**What is being asked:** Please print the whole listing below exactly as it stands.

╭──

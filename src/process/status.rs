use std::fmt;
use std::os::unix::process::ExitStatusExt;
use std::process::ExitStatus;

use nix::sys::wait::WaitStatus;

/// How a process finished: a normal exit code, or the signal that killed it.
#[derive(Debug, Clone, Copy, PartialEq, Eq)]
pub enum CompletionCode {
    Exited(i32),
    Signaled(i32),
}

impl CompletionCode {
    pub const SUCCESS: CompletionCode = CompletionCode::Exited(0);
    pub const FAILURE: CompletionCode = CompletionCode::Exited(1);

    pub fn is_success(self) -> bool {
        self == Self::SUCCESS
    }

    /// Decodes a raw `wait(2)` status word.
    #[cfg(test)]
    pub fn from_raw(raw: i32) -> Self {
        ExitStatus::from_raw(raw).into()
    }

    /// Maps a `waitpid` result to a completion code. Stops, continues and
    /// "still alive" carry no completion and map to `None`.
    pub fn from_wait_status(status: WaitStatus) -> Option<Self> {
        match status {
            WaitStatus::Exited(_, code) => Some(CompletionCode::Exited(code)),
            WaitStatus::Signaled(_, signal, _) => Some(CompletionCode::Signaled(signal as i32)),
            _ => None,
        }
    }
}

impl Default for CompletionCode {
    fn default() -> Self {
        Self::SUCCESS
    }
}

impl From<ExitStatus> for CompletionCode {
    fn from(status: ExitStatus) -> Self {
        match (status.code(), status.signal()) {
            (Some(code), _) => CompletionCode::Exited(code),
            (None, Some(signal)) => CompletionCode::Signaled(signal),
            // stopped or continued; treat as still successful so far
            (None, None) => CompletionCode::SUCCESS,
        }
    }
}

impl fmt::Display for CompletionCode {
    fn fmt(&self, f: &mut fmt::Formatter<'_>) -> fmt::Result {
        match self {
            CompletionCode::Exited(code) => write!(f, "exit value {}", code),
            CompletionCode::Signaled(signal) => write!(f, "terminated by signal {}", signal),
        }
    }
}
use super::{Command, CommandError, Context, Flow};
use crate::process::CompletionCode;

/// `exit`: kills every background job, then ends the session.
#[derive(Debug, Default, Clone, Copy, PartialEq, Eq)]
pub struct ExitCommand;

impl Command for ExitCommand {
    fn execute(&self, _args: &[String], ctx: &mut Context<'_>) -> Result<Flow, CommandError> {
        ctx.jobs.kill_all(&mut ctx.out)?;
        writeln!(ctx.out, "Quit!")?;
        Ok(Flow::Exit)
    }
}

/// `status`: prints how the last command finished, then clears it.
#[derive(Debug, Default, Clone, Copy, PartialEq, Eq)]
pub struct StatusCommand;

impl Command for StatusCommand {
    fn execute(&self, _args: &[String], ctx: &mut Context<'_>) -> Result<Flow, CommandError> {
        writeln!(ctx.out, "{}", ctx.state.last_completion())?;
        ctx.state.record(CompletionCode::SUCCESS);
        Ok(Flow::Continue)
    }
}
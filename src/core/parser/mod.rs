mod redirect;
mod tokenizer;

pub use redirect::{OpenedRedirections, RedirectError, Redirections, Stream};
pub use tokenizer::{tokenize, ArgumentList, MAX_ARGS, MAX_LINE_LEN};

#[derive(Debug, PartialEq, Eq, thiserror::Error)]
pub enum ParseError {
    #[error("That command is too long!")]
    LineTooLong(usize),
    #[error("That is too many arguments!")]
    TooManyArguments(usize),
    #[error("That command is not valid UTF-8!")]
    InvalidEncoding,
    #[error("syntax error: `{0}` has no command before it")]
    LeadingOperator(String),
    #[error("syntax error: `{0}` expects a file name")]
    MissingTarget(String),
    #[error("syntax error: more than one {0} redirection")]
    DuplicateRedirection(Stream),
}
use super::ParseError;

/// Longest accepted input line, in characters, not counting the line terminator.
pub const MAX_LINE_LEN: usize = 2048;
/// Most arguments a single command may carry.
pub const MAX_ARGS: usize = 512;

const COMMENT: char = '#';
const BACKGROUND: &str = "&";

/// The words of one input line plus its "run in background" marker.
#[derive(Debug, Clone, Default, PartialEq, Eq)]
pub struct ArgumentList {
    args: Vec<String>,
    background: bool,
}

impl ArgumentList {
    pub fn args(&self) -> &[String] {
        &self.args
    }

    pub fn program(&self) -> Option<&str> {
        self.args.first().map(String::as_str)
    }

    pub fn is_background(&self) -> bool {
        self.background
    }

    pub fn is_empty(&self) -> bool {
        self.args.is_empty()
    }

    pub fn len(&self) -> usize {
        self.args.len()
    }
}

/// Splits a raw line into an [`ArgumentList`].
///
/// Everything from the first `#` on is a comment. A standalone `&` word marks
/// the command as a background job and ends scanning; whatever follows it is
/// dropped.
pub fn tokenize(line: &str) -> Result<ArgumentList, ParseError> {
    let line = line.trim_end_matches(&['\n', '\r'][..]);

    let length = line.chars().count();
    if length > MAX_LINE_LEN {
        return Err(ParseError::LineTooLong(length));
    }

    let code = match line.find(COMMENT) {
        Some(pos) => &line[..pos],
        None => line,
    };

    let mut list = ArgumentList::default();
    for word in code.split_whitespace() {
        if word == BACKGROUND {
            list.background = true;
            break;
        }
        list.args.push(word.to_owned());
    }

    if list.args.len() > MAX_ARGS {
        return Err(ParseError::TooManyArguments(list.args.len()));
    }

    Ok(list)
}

╰──

**Written reply:**
filename src/process/status.rs
use std::fmt;
use std::os::unix::process::ExitStatusExt;
use std::process::ExitStatus;

use nix::sys::wait::WaitStatus;

/// How a process finished: a normal exit code, or the signal that killed it.
#[derive(Debug, Clone, Copy, PartialEq, Eq)]
pub enum CompletionCode {
    Exited(i32),
    Signaled(i32),
}

impl CompletionCode {
    pub const SUCCESS: CompletionCode = CompletionCode::Exited(0);
    pub const FAILURE: CompletionCode = CompletionCode::Exited(1);

    pub fn is_success(self) -> bool {
        self == Self::SUCCESS
    }

    /// Decodes a raw `wait(2)` status word.
    #[cfg(test)]
    pub fn from_raw(raw: i32) -> Self {
        ExitStatus::from_raw(raw).into()
    }

    /// Maps a `waitpid` result to a completion code. Stops, continues and
    /// "still alive" carry no completion and map to `None`.
    pub fn from_wait_status(status: WaitStatus) -> Option<Self> {
        match status {
            WaitStatus::Exited(_, code) => Some(CompletionCode::Exited(code)),
            WaitStatus::Signaled(_, signal, _) => Some(CompletionCode::Signaled(signal as i32)),
            _ => None,
        }
    }
}

impl Default for CompletionCode {
    fn default() -> Self {
        Self::SUCCESS
    }
}

impl From<ExitStatus> for CompletionCode {
    fn from(status: ExitStatus) -> Self {
        match (status.code(), status.signal()) {
            (Some(code), _) => CompletionCode::Exited(code),
            (None, Some(signal)) => CompletionCode::Signaled(signal),
            // stopped or continued; treat as still successful so far
            (None, None) => CompletionCode::SUCCESS,
        }
    }
}

impl fmt::Display for CompletionCode {
    fn fmt(&self, f: &mut fmt::Formatter<'_>) -> fmt::Result {
        match self {
            CompletionCode::Exited(code) => write!(f, "exit value {}", code),
            CompletionCode::Signaled(signal) => write!(f, "terminated by signal {}", signal),
        }
    }
}
use super::{Command, CommandError, Context, Flow};
use crate::process::CompletionCode;

/// `exit`: kills every background job, then ends the session.
#[derive(Debug, Default, Clone, Copy, PartialEq, Eq)]
pub struct ExitCommand;

impl Command for ExitCommand {
    fn execute(&self, _args: &[String], ctx: &mut Context<'_>) -> Result<Flow, CommandError> {
        ctx.jobs.kill_all(&mut ctx.out)?;
        writeln!(ctx.out, "Quit!")?;
        Ok(Flow::Exit)
    }
}

/// `status`: prints how the last command finished, then clears it.
#[derive(Debug, Default, Clone, Copy, PartialEq, Eq)]
pub struct StatusCommand;

impl Command for StatusCommand {
    fn execute(&self, _args: &[String], ctx: &mut Context<'_>) -> Result<Flow, CommandError> {
        writeln!(ctx.out, "{}", ctx.state.last_completion())?;
        ctx.state.record(CompletionCode::SUCCESS);
        Ok(Flow::Continue)
    }
}
filename src/core/parser/mod.rs
mod redirect;
mod tokenizer;

pub use redirect::{OpenedRedirections, RedirectError, Redirections, Stream};
pub use tokenizer::{tokenize, ArgumentList, MAX_ARGS, MAX_LINE_LEN};

#[derive(Debug, PartialEq, Eq, thiserror::Error)]
pub enum ParseError {
    #[error("That command is too long!")]
    LineTooLong(usize),
    #[error("That is too many arguments!")]
    TooManyArguments(usize),
    #[error("That command is not valid UTF-8!")]
    InvalidEncoding,
    #[error("syntax error: `{0}` has no command before it")]
    LeadingOperator(String),
    #[error("syntax error: `{0}` expects a file name")]
    MissingTarget(String),
    #[error("syntax error: more than one {0} redirection")]
    DuplicateRedirection(Stream),
}
use super::ParseError;

/// Longest accepted input line, in characters, not counting the line terminator.
pub const MAX_LINE_LEN: usize = 2048;
/// Most arguments a single command may carry.
pub const MAX_ARGS: usize = 512;

const COMMENT: char = '#';
const BACKGROUND: &str = "&";

/// The words of one input line plus its "run in background" marker.
#[derive(Debug, Clone, Default, PartialEq, Eq)]
pub struct ArgumentList {
    args: Vec<String>,
    background: bool,
}

impl ArgumentList {
    pub fn args(&self) -> &[String] {
        &self.args
    }

    pub fn program(&self) -> Option<&str> {
        self.args.first().map(String::as_str)
    }

    pub fn is_background(&self) -> bool {
        self.background
    }

    pub fn is_empty(&self) -> bool {
        self.args.is_empty()
    }

    pub fn len(&self) -> usize {
        self.args.len()
    }
}

/// Splits a raw line into an [`ArgumentList`].
///
/// Everything from the first `#` on is a comment. A standalone `&` word marks
/// the command as a background job and ends scanning; whatever follows it is
/// dropped.
pub fn tokenize(line: &str) -> Result<ArgumentList, ParseError> {
    let line = line.trim_end_matches(&['\n', '\r'][..]);

    let length = line.chars().count();
    if length > MAX_LINE_LEN {
        return Err(ParseError::LineTooLong(length));
    }

    let code = match line.find(COMMENT) {
        Some(pos) => &line[..pos],
        None => line,
    };

    let mut list = ArgumentList::default();
    for word in code.split_whitespace() {
        if word == BACKGROUND {
            list.background = true;
            break;
        }
        list.args.push(word.to_owned());
    }

    if list.args.len() > MAX_ARGS {
        return Err(ParseError::TooManyArguments(list.args.len()));
    }

    Ok(list)
}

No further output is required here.